=== Section Start ===

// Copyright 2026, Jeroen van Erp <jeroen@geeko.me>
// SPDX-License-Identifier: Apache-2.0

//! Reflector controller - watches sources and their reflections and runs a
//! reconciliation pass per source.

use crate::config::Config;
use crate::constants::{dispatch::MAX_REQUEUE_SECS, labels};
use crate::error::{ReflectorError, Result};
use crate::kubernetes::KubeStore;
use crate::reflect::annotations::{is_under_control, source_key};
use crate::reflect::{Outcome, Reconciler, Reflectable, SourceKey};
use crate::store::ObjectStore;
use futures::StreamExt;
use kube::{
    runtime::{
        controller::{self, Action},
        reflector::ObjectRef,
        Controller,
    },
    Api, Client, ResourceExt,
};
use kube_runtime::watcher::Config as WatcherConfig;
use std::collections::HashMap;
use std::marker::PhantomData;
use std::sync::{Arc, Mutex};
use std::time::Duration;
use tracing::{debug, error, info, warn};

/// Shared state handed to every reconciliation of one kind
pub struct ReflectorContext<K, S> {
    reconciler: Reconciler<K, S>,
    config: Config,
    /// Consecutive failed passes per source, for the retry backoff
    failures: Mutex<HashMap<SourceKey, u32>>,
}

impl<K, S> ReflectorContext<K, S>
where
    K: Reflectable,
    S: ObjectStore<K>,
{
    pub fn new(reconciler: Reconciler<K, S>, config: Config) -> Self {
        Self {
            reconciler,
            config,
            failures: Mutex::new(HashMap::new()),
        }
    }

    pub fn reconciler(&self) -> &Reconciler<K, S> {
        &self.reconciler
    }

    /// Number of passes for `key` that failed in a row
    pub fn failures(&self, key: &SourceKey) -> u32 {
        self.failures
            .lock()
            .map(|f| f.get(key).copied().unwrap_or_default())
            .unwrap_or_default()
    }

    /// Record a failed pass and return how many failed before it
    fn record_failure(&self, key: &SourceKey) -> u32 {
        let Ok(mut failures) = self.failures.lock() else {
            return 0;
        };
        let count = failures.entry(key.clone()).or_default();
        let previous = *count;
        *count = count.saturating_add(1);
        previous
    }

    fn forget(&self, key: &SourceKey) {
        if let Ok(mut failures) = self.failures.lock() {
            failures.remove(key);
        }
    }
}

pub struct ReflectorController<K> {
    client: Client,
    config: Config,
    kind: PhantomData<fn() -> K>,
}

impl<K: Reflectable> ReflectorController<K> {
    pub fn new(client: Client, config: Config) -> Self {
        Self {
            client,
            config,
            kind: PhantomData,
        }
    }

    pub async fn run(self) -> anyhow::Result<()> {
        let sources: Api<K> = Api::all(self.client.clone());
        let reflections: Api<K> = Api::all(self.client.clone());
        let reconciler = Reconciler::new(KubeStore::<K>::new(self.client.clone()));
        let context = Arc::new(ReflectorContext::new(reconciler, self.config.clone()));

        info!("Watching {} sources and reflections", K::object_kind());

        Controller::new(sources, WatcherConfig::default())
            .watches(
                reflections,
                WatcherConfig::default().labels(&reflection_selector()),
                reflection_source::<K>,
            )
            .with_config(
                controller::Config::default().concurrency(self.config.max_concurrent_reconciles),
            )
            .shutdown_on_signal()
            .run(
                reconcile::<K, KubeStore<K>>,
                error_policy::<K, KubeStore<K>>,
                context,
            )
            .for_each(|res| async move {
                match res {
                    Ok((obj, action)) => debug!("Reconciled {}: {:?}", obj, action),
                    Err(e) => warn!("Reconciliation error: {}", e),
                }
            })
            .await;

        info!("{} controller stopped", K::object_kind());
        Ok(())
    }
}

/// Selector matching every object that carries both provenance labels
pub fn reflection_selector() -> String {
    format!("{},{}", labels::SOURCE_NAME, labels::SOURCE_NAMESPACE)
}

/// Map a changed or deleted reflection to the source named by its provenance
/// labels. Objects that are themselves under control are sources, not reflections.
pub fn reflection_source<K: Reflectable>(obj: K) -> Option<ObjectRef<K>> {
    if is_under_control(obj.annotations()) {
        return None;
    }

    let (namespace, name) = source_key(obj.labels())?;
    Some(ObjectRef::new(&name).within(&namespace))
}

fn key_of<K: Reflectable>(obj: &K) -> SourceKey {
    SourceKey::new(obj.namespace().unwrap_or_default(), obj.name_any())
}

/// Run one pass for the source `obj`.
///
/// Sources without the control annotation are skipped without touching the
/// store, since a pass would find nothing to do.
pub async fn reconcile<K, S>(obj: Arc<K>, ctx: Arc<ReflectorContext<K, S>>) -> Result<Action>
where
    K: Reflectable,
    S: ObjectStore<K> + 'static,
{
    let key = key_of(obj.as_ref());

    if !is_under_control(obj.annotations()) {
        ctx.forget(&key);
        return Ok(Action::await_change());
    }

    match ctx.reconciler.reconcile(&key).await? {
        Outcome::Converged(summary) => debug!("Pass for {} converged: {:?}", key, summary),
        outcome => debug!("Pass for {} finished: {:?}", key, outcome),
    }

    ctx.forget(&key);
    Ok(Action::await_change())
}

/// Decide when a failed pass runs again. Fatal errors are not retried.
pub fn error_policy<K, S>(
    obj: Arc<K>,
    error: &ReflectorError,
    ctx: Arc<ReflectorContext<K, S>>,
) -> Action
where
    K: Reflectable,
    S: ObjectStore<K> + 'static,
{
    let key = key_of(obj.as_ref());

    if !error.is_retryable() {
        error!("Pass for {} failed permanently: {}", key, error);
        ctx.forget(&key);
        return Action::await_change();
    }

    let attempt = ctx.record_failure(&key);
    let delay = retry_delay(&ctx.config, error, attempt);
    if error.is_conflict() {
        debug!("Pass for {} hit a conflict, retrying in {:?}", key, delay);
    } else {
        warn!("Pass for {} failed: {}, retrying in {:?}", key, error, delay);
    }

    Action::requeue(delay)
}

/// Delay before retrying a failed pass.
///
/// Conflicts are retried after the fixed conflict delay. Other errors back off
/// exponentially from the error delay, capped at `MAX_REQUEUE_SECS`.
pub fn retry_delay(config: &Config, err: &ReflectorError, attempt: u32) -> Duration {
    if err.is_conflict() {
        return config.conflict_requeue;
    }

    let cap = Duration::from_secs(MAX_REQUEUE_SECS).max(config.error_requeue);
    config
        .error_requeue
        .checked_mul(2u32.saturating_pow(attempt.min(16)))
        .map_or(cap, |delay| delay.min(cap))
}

=== Section End ===

-- REQUIRED WORK --
From the records above, repeat exactly the lines from the one with "both provenance labels" through the one with "fn key_of<K: Reflectable>(obj: &K)", both included.

-- EXERCISE SOLUTION --
/// Selector matching every object that carries both provenance labels
pub fn reflection_selector() -> String {
    format!("{},{}", labels::SOURCE_NAME, labels::SOURCE_NAMESPACE)
}

/// Map a changed or deleted reflection to the source named by its provenance
/// labels. Objects that are themselves under control are sources, not reflections.
pub fn reflection_source<K: Reflectable>(obj: K) -> Option<ObjectRef<K>> {
    if is_under_control(obj.annotations()) {
        return None;
    }

    let (namespace, name) = source_key(obj.labels())?;
    Some(ObjectRef::new(&name).within(&namespace))
}

fn key_of<K: Reflectable>(obj: &K) -> SourceKey {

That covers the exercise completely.